Sarah Nicholson, partner at Consolo and panel moderator, queried whether, in hindsight, market participants would have been better served by a single reporting solution, as opposed to the patchwork quilt of service provider platforms that now exist.

Panellist David Lewis, senior director of securities finance at FIS, suggested that in a perfect world, a standardised solution would be “ideal” but that in reality it “wasn’t practical”.

“I think this is one of the first mandated regulations where an ISO 20022 standard is being applied, and it's from that level forward we have that standardisation, not before,” he explains.

Lewis went on to describe the reality of the many divergent processes that go on, and in the time frame that is allowed across phase one, he explains, “you wouldn’t be able to reorganise an entire industry, there's no way firms were going to cross that many hurdles to come to a single way of doing things”.

The panellists also discussed how SFTR had stimulated a greater level of collaboration in the market but that a single solution would have eliminated the “healthy competition” that often drives innovation.

To underscore this point, Joanne Salkeld, SFTR product manager at MarketAxess, stated that the joint SFTR solution with MarketAxess and EquiLend is their “bread and butter”, but only having one vendor is particularly dangerous.

Salkeld also highlighted that multiple solution providers are necessary to protect against the scenario of the sole provider leaving the market. She further noted that the recent example of CME exiting the regulatory reporting space had created unexpected disruption for its clients but that this was mitigated by alternative providers that were ready and waiting to take them on.

Elsewhere, Lewis added that “a great deal of good things come out of collaboration between firms, but says that it’s not all been plain sailing” and the journey isn’t over yet.

Referring to Cappitech’s recent regulatory reporting market survey, Lewis highlighted that 46 percent of respondents consider SFTR a major challenge for 2021 and 66 percent give a lack of expertise as a major concern.

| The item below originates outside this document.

//! Metadata records attached to variables, tables and datasets.
pub mod dedup;
pub mod types;

pub use dedup::{merge_unique, push_unique, DedupKey};
pub use types::{DatasetMeta, License, Origin, Source, TableMeta, VariableMeta};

Highlighting specifically the lack of crossover between the experts in reporting with people who have knowledge of the specific markets such as securities lending and repo, “the survey suggests that perhaps there aren’t many people who have their foot in both those camps,” Lewis concludes.

As a result, service providers may need to extend a hand to one another to reinforce each others’ strengths and weaknesses and create a complete offering, such as in the case of EquiLend-MarketAxess.